### Exercise objective
Please state the number of lines in the material below that contain "layers", with no other words.

### Extracted entries
* * * * *

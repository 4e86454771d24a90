//! Configuration layer merge
//!
//! Later layers win key by key; tables merge recursively.

use serde_json::Value;

/// Merge `overlay` on top of `base`.
///
/// - Objects: merged by key (recursive)
/// - Anything else: overlay wins
pub fn deep_merge(base: Value, overlay: Value) -> Value {
    match (base, overlay) {
        (Value::Object(mut base_map), Value::Object(overlay_map)) => {
            for (key, overlay_value) in overlay_map {
                let merged = match base_map.remove(&key) {
                    Some(base_value) => deep_merge(base_value, overlay_value),
                    None => overlay_value,
                };
                base_map.insert(key, merged);
            }
            Value::Object(base_map)
        }
        (_, overlay) => overlay,
    }
}

/// Merge layers in order (first is base, last has highest precedence)
pub fn merge_layers(layers: Vec<Value>) -> Value {
    layers.into_iter().fold(Value::Null, deep_merge)
}
//! Session-level fingerprint helpers and artifact verification

mod fixtures;

use std::fs;

use fixtures::*;
use jenkins_api_types::md5_hex;
use jenkins_fingerprint::client::MockResponse;
use jenkins_fingerprint::{
    verify_download, ArtifactCheck, ArtifactError, BuildInfo, FingerprintError, Verified,
};
use serde_json::json;
use tempfile::TempDir;

#[test]
fn test_get_artifact_data() {
    let (transport, jenkins) = session_with(job_a_record());

    let info = jenkins.get_artifact_data(MD5).unwrap();
    assert_eq!(
        info,
        BuildInfo {
            job_name: "job-a".into(),
            build_number: 5,
            file_name: "out.zip".into(),
        }
    );
    // validate() and get_info() each fetch.
    assert_eq!(transport.request_count(), 2);
}

#[test]
fn test_get_artifact_data_for_untracked_hash() {
    let (_, jenkins) = session();
    let err = jenkins.get_artifact_data(MD5).unwrap_err();
    assert!(matches!(err, FingerprintError::Transport(ref e) if e.is_not_found()));
    assert_eq!(err.exit_code(), 3);
}

#[test]
fn test_validate_fingerprint() {
    let (_, jenkins) = session_with(job_a_record());
    jenkins.validate_fingerprint(MD5).unwrap();

    let (_, jenkins) = session_responding(MockResponse::Status(500));
    let err = jenkins.validate_fingerprint(MD5).unwrap_err();
    assert!(err.to_string().contains("seems to be broken"));
}

#[test]
fn test_validate_fingerprint_for_build() {
    let (_, jenkins) = session_with(job_a_record());
    assert!(jenkins
        .validate_fingerprint_for_build(MD5, "out.zip", "job-b", 10)
        .unwrap());
    assert!(!jenkins
        .validate_fingerprint_for_build(MD5, "out.zip", "job-b", 9)
        .unwrap());
    assert!(matches!(
        jenkins.validate_fingerprint_for_build("bogus", "out.zip", "job-b", 10),
        Err(FingerprintError::InvalidId(_))
    ));
}

#[test]
fn test_recorded_at_from_snapshot() {
    let (_, jenkins) = session_with(job_a_record());
    let fingerprint = jenkins.fingerprint(MD5).unwrap();
    let snapshot = fingerprint.fetch().unwrap();
    assert_eq!(
        snapshot.recorded_at().unwrap().timestamp_millis(),
        1_700_000_000_000
    );
    // fetch() does not touch the cached snapshot.
    assert!(fingerprint.data().is_none());
}

#[test]
fn test_verify_download_end_to_end() {
    let dir = TempDir::new().unwrap();
    let path = dir.path().join("app.tar.gz");
    fs::write(&path, b"release bits").unwrap();
    let id = md5_hex(b"release bits");

    let (transport, jenkins) = session();
    transport.respond_json(
        api_url(id.as_str()),
        json!({
            "original": {"name": "folder/app", "number": 42},
            "fileName": "app.tar.gz",
            "usage": [{"name": "deploy", "ranges": {"ranges": [{"start": 3, "end": 8}]}}]
        }),
    );

    let built = verify_download(&jenkins, &path, &ArtifactCheck::new("folder/app", 42)).unwrap();
    assert_eq!(built, Verified::Confirmed { id: id.clone() });

    let deployed = verify_download(&jenkins, &path, &ArtifactCheck::new("deploy", 5)).unwrap();
    assert_eq!(deployed.id(), &id);

    let err = verify_download(&jenkins, &path, &ArtifactCheck::new("deploy", 9)).unwrap_err();
    assert!(matches!(err, ArtifactError::Broken { .. }));
    assert_eq!(
        err.to_string(),
        format!("Artifact {0} seems to be broken, check {1}/fingerprint/{0}/", id, BASE_URL)
    );
}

* * * * *

### Answer to the problem
4